With Australian new car sales racking up their 16th consecutive month of negative growth, one would be forgiven for seeing that as a bad economic omen.
After all, car sales are often seen as the canary in the economic coal mine when it comes to gauging the financial health of the global economy. If the world’s motorists are choosing to hang onto their cars instead of trading up into something newer, then odds are there are clouds on the financial horizon.
But while there’s some metaphorical cloud cover in the form of cooling appetite for cars in China and big questions over the UK’s Brexit strategy, the world of supercars seems to be comparatively immune.
And at least one supercar manufacturer definitely isn’t sweating the future. McLaren Automotive’s managing director for the Asia-Pacific region, George Biggs, says while there’s some evidence of a broader slowdown, the longer-term outlook is good, especially as McLaren’s latest product – the less hard-edged and more pragmatic McLaren GT – has the potential to greatly expand the marque’s customer base.
“We’ve got fantastic interest in the brand, and the brand’s been growing at quite a rapid pace for the past six or seven years in Australia,” Biggs told WhichCar from the opening of McLaren’s new dealership presence in Adelaide.
“Sentiment in each market is important, and certainly sentiment hasn’t been as positive as it has been in the past couple of years.
“With McLaren, we are a carmaker, we sell transport, but we also sell more than that: we sell entertainment, we sell a passion. Therefore, for the people that we talk to about buying our cars, the short-term fluctuation in the market sentiment doesn’t necessarily affect their ability to purchase our cars."
Biggs said that the company is always keeping an eye on the prevailing economic winds.
“It’s something that we monitor consistently, but we’re not overly concerned at this point," he said. "I can only speak to McLaren and what we see, and through the last period we’ve had growth year-on-year from a global perspective, and we’ve not only had growth in terms of deliveries, but also growth in interest in the brand.”
McLaren is still a relatively new player in the Australian luxury market, but so far this year it has sold 55 cars across the country. That's two more megadollar supercars than it did this time last year, and enough to put it ten cars ahead of Italian rival Lamborghini.
And though Lamborghini sales have dropped off markedly compared to 2018, Ferrari has gained ground to sit at 147 deliveries for the first seven months of this year – an improvement of 12 cars.
Even Rolls Royce is moving more million-dollar metal this year, with 21 cars sold so far in 2019, compared to 17 cars the year prior. Real estate may be suffering, but the nation's wealthiest consumers certainly aren't turning away from 'investing' in supercars.
For McLaren, it believes its good fortunes in the showroom is linked to the breadth of its product range. The steady cadence of new cars and special editions coming from its Woking factory is resulting in increased customer traffic walking through its doors.

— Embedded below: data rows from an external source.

//! Column-synthesis and aggregation specs.
//!
//! Row and reduce functions are opaque closures supplied by the compiler.
//! Their contracts: a row function sees one [`RowView`] and returns a value
//! whose runtime type must match the spec's declared type exactly; a reduce
//! function sees the group's mapped values in row order. Any error they
//! return aborts the operator with the original cause attached.

use tessera_core::{ColumnType, DynError, Error, Result, Value};
use tessera_tds::{ColumnData, RowView};

pub type RowFn = Box<dyn Fn(&RowView<'_>) -> std::result::Result<Value, DynError> + Send + Sync>;
pub type ReduceFn = Box<dyn Fn(&[Value]) -> std::result::Result<Value, DynError> + Send + Sync>;

/// (output name, per-row function, declared output type).
pub struct ExtendSpec {
    pub name: String,
    pub column_type: ColumnType,
    row_fn: RowFn,
}

impl ExtendSpec {
    pub fn new<F>(name: impl Into<String>, column_type: ColumnType, row_fn: F) -> Self
    where
        F: Fn(&RowView<'_>) -> std::result::Result<Value, DynError> + Send + Sync + 'static,
    {
        Self {
            name: name.into(),
            column_type,
            row_fn: Box::new(row_fn),
        }
    }

    pub fn eval(&self, row: &RowView<'_>) -> Result<Value> {
        (self.row_fn)(row).map_err(Error::eval)
    }
}

impl std::fmt::Debug for ExtendSpec {
    fn fmt(&self, f: &mut std::fmt::Formatter<'_>) -> std::fmt::Result {
        f.debug_struct("ExtendSpec")
            .field("name", &self.name)
            .field("column_type", &self.column_type)
            .finish_non_exhaustive()
    }
}

/// (output name, per-row "map" function, per-group "reduce" function,
/// declared output type).
pub struct AggregationSpec {
    pub name: String,
    pub column_type: ColumnType,
    map_fn: RowFn,
    reduce_fn: ReduceFn,
}

impl AggregationSpec {
    pub fn new<M, R>(
        name: impl Into<String>,
        column_type: ColumnType,
        map_fn: M,
        reduce_fn: R,
    ) -> Self
    where
        M: Fn(&RowView<'_>) -> std::result::Result<Value, DynError> + Send + Sync + 'static,
        R: Fn(&[Value]) -> std::result::Result<Value, DynError> + Send + Sync + 'static,
    {
        Self {
            name: name.into(),
            column_type,
            map_fn: Box::new(map_fn),
            reduce_fn: Box::new(reduce_fn),
        }
    }

    pub fn eval_map(&self, row: &RowView<'_>) -> Result<Value> {
        (self.map_fn)(row).map_err(Error::eval)
    }

    pub fn eval_reduce(&self, values: &[Value]) -> Result<Value> {
        (self.reduce_fn)(values).map_err(Error::eval)
    }
}

impl std::fmt::Debug for AggregationSpec {
    fn fmt(&self, f: &mut std::fmt::Formatter<'_>) -> std::fmt::Result {
        f.debug_struct("AggregationSpec")
            .field("name", &self.name)
            .field("column_type", &self.column_type)
            .finish_non_exhaustive()
    }
}

/// Materialize values into a typed column, enforcing the declared type.
pub(crate) fn typed_column(
    name: &str,
    column_type: ColumnType,
    values: Vec<Value>,
) -> Result<ColumnData> {
    ColumnData::from_values(column_type, values).map_err(|actual| Error::Type {
        column: name.to_string(),
        expected: column_type.name(),
        actual,
    })
}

“The products that people are trying to get hold of and really looking for are things like the 600LT," confirmed Biggs. "That’s a limited-production model and it’s one that people are eager to get a hold of… so that’s certainly turned out to be extremely popular in Australia.
“We’re seeing continued interest in the 720S, and we’ve only just brought the 720S Spider to the market in Australia. And then we’re seeing interest in the new product that we’re bringing. We’re bringing the McLaren GT to market and launching it in Australia next month.
“That one has got people who traditionally haven’t been McLaren customers, people who have gone ‘oh, maybe [McLarens] are a bit too far-out and extreme for me’ and are now going, ‘hmm, a GT product by McLaren sounds quite interesting’. So we’re welcoming those guys in to understand a bit more about our brand."
Biggs said that pricing would be released closer to the car's launch, but indicated that it will be priced towards the Sports series.
"But while the Sports Series is very much about that sports car performance, the GT is really about driving a long distance, very much about providing comfort along with the driver engagement levels that you would expect from a McLaren,” he said.
Biggs says that slight change in ethos will mark a corresponding change in buyer profile, as well. With the McLaren GT expected to pull some customers away from other Grand Tourers like the Ferrari Portofino or the Aston Martin DB11, the type of buyer McLaren hopes to attract will be more accustomed to hanging out at the country club than the race track.
“The GT will move our brand to a slightly different position – a position that we’re still comfortable within since it’s still about driver enjoyment – but something which is a little bit different to what we’ve done before,” he said.